**Problem**: All the data should come back exactly as it was given.

[Dataset entries]
------------

//! Geometric primitives used by the redraw pipeline.
//!
//! [`Point`], [`Range`] and [`Viewport`] live in model space. [`ScreenPoint`]
//! and [`ScreenRect`] are surface pixel coordinates.

/// A point in model space.
#[derive(Debug, Clone, Copy, PartialEq, Default)]
pub struct Point {
    /// X value in model coordinates.
    pub x: f64,
    /// Y value in model coordinates.
    pub y: f64,
}

impl Point {
    /// Create a new model point.
    pub fn new(x: f64, y: f64) -> Self {
        Self { x, y }
    }
}

/// A point in screen space (pixel coordinates).
#[derive(Debug, Clone, Copy, PartialEq, Default)]
pub struct ScreenPoint {
    /// X value in screen pixels.
    pub x: f32,
    /// Y value in screen pixels.
    pub y: f32,
}

impl ScreenPoint {
    /// Create a new screen point.
    pub fn new(x: f32, y: f32) -> Self {
        Self { x, y }
    }
}

/// A rectangle in screen space (pixel coordinates).
#[derive(Debug, Clone, Copy, PartialEq, Default)]
pub struct ScreenRect {
    /// Top-left corner.
    pub min: ScreenPoint,
    /// Bottom-right corner.
    pub max: ScreenPoint,
}

impl ScreenRect {
    /// Create a new screen rectangle from corners.
    pub fn new(min: ScreenPoint, max: ScreenPoint) -> Self {
        Self { min, max }
    }

    /// Create a rectangle at the origin with the given size.
    pub fn from_size(width: f32, height: f32) -> Self {
        Self::new(ScreenPoint::new(0.0, 0.0), ScreenPoint::new(width, height))
    }

    /// Rectangle width in pixels.
    pub fn width(&self) -> f32 {
        self.max.x - self.min.x
    }

    /// Rectangle height in pixels.
    pub fn height(&self) -> f32 {
        self.max.y - self.min.y
    }

    /// Check whether the rectangle has positive area.
    pub fn is_valid(&self) -> bool {
        self.width() > 0.0 && self.height() > 0.0
    }

    /// Check whether the point lies inside the rectangle (edges included).
    pub fn contains(&self, point: ScreenPoint) -> bool {
        point.x >= self.min.x
            && point.x <= self.max.x
            && point.y >= self.min.y
            && point.y <= self.max.y
    }

    /// Pixel size rounded up to whole pixels.
    pub fn pixel_size(&self) -> (u32, u32) {
        (
            self.width().max(0.0).ceil() as u32,
            self.height().max(0.0).ceil() as u32,
        )
    }
}

/// Numeric range with inclusive bounds.
#[derive(Debug, Clone, Copy, PartialEq)]
pub struct Range {
    /// Minimum value.
    pub min: f64,
    /// Maximum value.
    pub max: f64,
}

impl Range {
    /// Create a new range, swapping bounds if needed.
    pub fn new(mut min: f64, mut max: f64) -> Self {
        if min > max {
            std::mem::swap(&mut min, &mut max);
        }
        Self { min, max }
    }

    /// Span of the range.
    pub fn span(&self) -> f64 {
        self.max - self.min
    }

    /// Check whether both bounds are finite.
    pub fn is_finite(&self) -> bool {
        self.min.is_finite() && self.max.is_finite()
    }

    /// Check whether the value lies inside the range.
    pub fn contains(&self, value: f64) -> bool {
        value >= self.min && value <= self.max
    }

    /// Ensure the range has at least the given span.
    pub fn with_min_span(&self, min_span: f64) -> Self {
        let span = self.span();
        if span >= min_span {
            return *self;
        }
        let center = (self.min + self.max) * 0.5;
        let half = min_span * 0.5;
        Self {
            min: center - half,
            max: center + half,
        }
    }
}

/// Visible model ranges on both axes.
#[derive(Debug, Clone, Copy, PartialEq)]
pub struct Viewport {
    /// X axis range.
    pub x: Range,
    /// Y axis range.
    pub y: Range,
}

impl Viewport {
    /// Create a viewport from X and Y ranges.
    pub fn new(x: Range, y: Range) -> Self {
        Self { x, y }
    }

    /// Check whether both axes are finite.
    pub fn is_finite(&self) -> bool {
        self.x.is_finite() && self.y.is_finite()
    }
}

#[cfg(test)]
mod tests {
    use super::*;

    #[test]
    fn range_with_min_span_expands() {
        let range = Range::new(2.0, 2.0);
        let expanded = range.with_min_span(1.0);
        assert!(expanded.span() >= 1.0);
        assert!(((expanded.min + expanded.max) * 0.5 - 2.0).abs() < 1e-9);
    }

    #[test]
    fn screen_rect_pixel_size_rounds_up() {
        let rect = ScreenRect::new(ScreenPoint::new(10.0, 5.0), ScreenPoint::new(20.5, 15.0));
        assert_eq!(rect.pixel_size(), (11, 10));
        assert!(rect.contains(ScreenPoint::new(10.0, 15.0)));
        assert!(!rect.contains(ScreenPoint::new(9.9, 6.0)));
    }
}
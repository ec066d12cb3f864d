use std::cell::RefCell;
use std::rc::Rc;

use gpui::prelude::*;
use gpui::{Window, canvas, div};

use crate::compositor::{Compositor, PaintOutcome};
use crate::geom::ScreenPoint;
use crate::surface::Layer;

use super::paint::{paint_layer, to_hsla};

/// A compositor shared between a [`GpuiCanvasView`] and the application.
pub type SharedCompositor = Rc<RefCell<Compositor<Layer>>>;

/// A GPUI view that drives a [`Compositor`] once per animation frame.
///
/// The compositor is sized from the element bounds each frame. Bounds with
/// zero area count as hidden, so nothing is drawn and no change state is
/// consumed until the element becomes visible again.
#[derive(Clone)]
pub struct GpuiCanvasView {
    compositor: SharedCompositor,
}

impl GpuiCanvasView {
    /// Create a view for the compositor.
    pub fn new(compositor: Compositor<Layer>) -> Self {
        Self {
            compositor: Rc::new(RefCell::new(compositor)),
        }
    }

    /// Access the shared compositor, for adding views and feeding data.
    pub fn compositor(&self) -> SharedCompositor {
        Rc::clone(&self.compositor)
    }
}

impl Render for GpuiCanvasView {
    fn render(&mut self, _window: &mut Window, _cx: &mut Context<Self>) -> impl IntoElement {
        let compositor = Rc::clone(&self.compositor);
        let background = self
            .compositor
            .borrow()
            .config()
            .background
            .color()
            .map(to_hsla);

        let mut root = div().size_full();
        if let Some(background) = background {
            root = root.bg(background);
        }
        root.child(
            canvas(
                move |bounds, window, _| {
                    let width = f32::from(bounds.size.width).floor();
                    let height = f32::from(bounds.size.height).floor();
                    let origin = ScreenPoint::new(
                        f32::from(bounds.origin.x),
                        f32::from(bounds.origin.y),
                    );
                    let visible = width >= 1.0 && height >= 1.0;
                    {
                        let mut shared = compositor.borrow_mut();
                        if visible
                            && let Err(error) = shared.set_size(width as u32, height as u32)
                        {
                            tracing::warn!(%error, "ignoring unusable canvas bounds");
                        }
                        shared.set_visibility(move || visible);
                        let outcome = shared.paint();
                        if matches!(outcome, PaintOutcome::Painted { draining: true, .. }) {
                            // Keep frames coming while trails fade out.
                            window.request_animation_frame();
                        }
                    }
                    (compositor, origin)
                },
                move |_, (compositor, origin), window, cx| {
                    let compositor = compositor.borrow();
                    paint_layer(compositor.screen(), origin, window, cx);
                },
            )
            .size_full(),
        )
    }
}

------------

**Answer to the exercise**:
//! Geometric primitives used by the redraw pipeline.
//!
//! [`Point`], [`Range`] and [`Viewport`] live in model space. [`ScreenPoint`]
//! and [`ScreenRect`] are surface pixel coordinates.

/// A point in model space.
#[derive(Debug, Clone, Copy, PartialEq, Default)]
pub struct Point {
    /// X value in model coordinates.
    pub x: f64,
    /// Y value in model coordinates.
    pub y: f64,
}

impl Point {
    /// Create a new model point.
    pub fn new(x: f64, y: f64) -> Self {
        Self { x, y }
    }
}

/// A point in screen space (pixel coordinates).
#[derive(Debug, Clone, Copy, PartialEq, Default)]
pub struct ScreenPoint {
    /// X value in screen pixels.
    pub x: f32,
    /// Y value in screen pixels.
    pub y: f32,
}

impl ScreenPoint {
    /// Create a new screen point.
    pub fn new(x: f32, y: f32) -> Self {
        Self { x, y }
    }
}

/// A rectangle in screen space (pixel coordinates).
#[derive(Debug, Clone, Copy, PartialEq, Default)]
pub struct ScreenRect {
    /// Top-left corner.
    pub min: ScreenPoint,
    /// Bottom-right corner.
    pub max: ScreenPoint,
}

impl ScreenRect {
    /// Create a new screen rectangle from corners.
    pub fn new(min: ScreenPoint, max: ScreenPoint) -> Self {
        Self { min, max }
    }

    /// Create a rectangle at the origin with the given size.
    pub fn from_size(width: f32, height: f32) -> Self {
        Self::new(ScreenPoint::new(0.0, 0.0), ScreenPoint::new(width, height))
    }

    /// Rectangle width in pixels.
    pub fn width(&self) -> f32 {
        self.max.x - self.min.x
    }

    /// Rectangle height in pixels.
    pub fn height(&self) -> f32 {
        self.max.y - self.min.y
    }

    /// Check whether the rectangle has positive area.
    pub fn is_valid(&self) -> bool {
        self.width() > 0.0 && self.height() > 0.0
    }

    /// Check whether the point lies inside the rectangle (edges included).
    pub fn contains(&self, point: ScreenPoint) -> bool {
        point.x >= self.min.x
            && point.x <= self.max.x
            && point.y >= self.min.y
            && point.y <= self.max.y
    }

    /// Pixel size rounded up to whole pixels.
    pub fn pixel_size(&self) -> (u32, u32) {
        (
            self.width().max(0.0).ceil() as u32,
            self.height().max(0.0).ceil() as u32,
        )
    }
}

/// Numeric range with inclusive bounds.
#[derive(Debug, Clone, Copy, PartialEq)]
pub struct Range {
    /// Minimum value.
    pub min: f64,
    /// Maximum value.
    pub max: f64,
}

impl Range {
    /// Create a new range, swapping bounds if needed.
    pub fn new(mut min: f64, mut max: f64) -> Self {
        if min > max {
            std::mem::swap(&mut min, &mut max);
        }
        Self { min, max }
    }

    /// Span of the range.
    pub fn span(&self) -> f64 {
        self.max - self.min
    }

    /// Check whether both bounds are finite.
    pub fn is_finite(&self) -> bool {
        self.min.is_finite() && self.max.is_finite()
    }

    /// Check whether the value lies inside the range.
    pub fn contains(&self, value: f64) -> bool {
        value >= self.min && value <= self.max
    }

    /// Ensure the range has at least the given span.
    pub fn with_min_span(&self, min_span: f64) -> Self {
        let span = self.span();
        if span >= min_span {
            return *self;
        }
        let center = (self.min + self.max) * 0.5;
        let half = min_span * 0.5;
        Self {
            min: center - half,
            max: center + half,
        }
    }
}

/// Visible model ranges on both axes.
#[derive(Debug, Clone, Copy, PartialEq)]
pub struct Viewport {
    /// X axis range.
    pub x: Range,
    /// Y axis range.
    pub y: Range,
}

impl Viewport {
    /// Create a viewport from X and Y ranges.
    pub fn new(x: Range, y: Range) -> Self {
        Self { x, y }
    }

    /// Check whether both axes are finite.
    pub fn is_finite(&self) -> bool {
        self.x.is_finite() && self.y.is_finite()
    }
}

#[cfg(test)]
mod tests {
    use super::*;

    #[test]
    fn range_with_min_span_expands() {
        let range = Range::new(2.0, 2.0);
        let expanded = range.with_min_span(1.0);
        assert!(expanded.span() >= 1.0);
        assert!(((expanded.min + expanded.max) * 0.5 - 2.0).abs() < 1e-9);
    }

    #[test]
    fn screen_rect_pixel_size_rounds_up() {
        let rect = ScreenRect::new(ScreenPoint::new(10.0, 5.0), ScreenPoint::new(20.5, 15.0));
        assert_eq!(rect.pixel_size(), (11, 10));
        assert!(rect.contains(ScreenPoint::new(10.0, 15.0)));
        assert!(!rect.contains(ScreenPoint::new(9.9, 6.0)));
    }
}
repository ec066d12cb3f864d
use std::cell::RefCell;
use std::rc::Rc;

use gpui::prelude::*;
use gpui::{Window, canvas, div};

use crate::compositor::{Compositor, PaintOutcome};
use crate::geom::ScreenPoint;
use crate::surface::Layer;

use super::paint::{paint_layer, to_hsla};

/// A compositor shared between a [`GpuiCanvasView`] and the application.
pub type SharedCompositor = Rc<RefCell<Compositor<Layer>>>;

/// A GPUI view that drives a [`Compositor`] once per animation frame.
///
/// The compositor is sized from the element bounds each frame. Bounds with
/// zero area count as hidden, so nothing is drawn and no change state is
/// consumed until the element becomes visible again.
#[derive(Clone)]
pub struct GpuiCanvasView {
    compositor: SharedCompositor,
}

impl GpuiCanvasView {
    /// Create a view for the compositor.
    pub fn new(compositor: Compositor<Layer>) -> Self {
        Self {
            compositor: Rc::new(RefCell::new(compositor)),
        }
    }

    /// Access the shared compositor, for adding views and feeding data.
    pub fn compositor(&self) -> SharedCompositor {
        Rc::clone(&self.compositor)
    }
}

impl Render for GpuiCanvasView {
    fn render(&mut self, _window: &mut Window, _cx: &mut Context<Self>) -> impl IntoElement {
        let compositor = Rc::clone(&self.compositor);
        let background = self
            .compositor
            .borrow()
            .config()
            .background
            .color()
            .map(to_hsla);

        let mut root = div().size_full();
        if let Some(background) = background {
            root = root.bg(background);
        }
        root.child(
            canvas(
                move |bounds, window, _| {
                    let width = f32::from(bounds.size.width).floor();
                    let height = f32::from(bounds.size.height).floor();
                    let origin = ScreenPoint::new(
                        f32::from(bounds.origin.x),
                        f32::from(bounds.origin.y),
                    );
                    let visible = width >= 1.0 && height >= 1.0;
                    {
                        let mut shared = compositor.borrow_mut();
                        if visible
                            && let Err(error) = shared.set_size(width as u32, height as u32)
                        {
                            tracing::warn!(%error, "ignoring unusable canvas bounds");
                        }
                        shared.set_visibility(move || visible);
                        let outcome = shared.paint();
                        if matches!(outcome, PaintOutcome::Painted { draining: true, .. }) {
                            // Keep frames coming while trails fade out.
                            window.request_animation_frame();
                        }
                    }
                    (compositor, origin)
                },
                move |_, (compositor, origin), window, cx| {
                    let compositor = compositor.borrow();
                    paint_layer(compositor.screen(), origin, window, cx);
                },
            )
            .size_full(),
        )
    }
}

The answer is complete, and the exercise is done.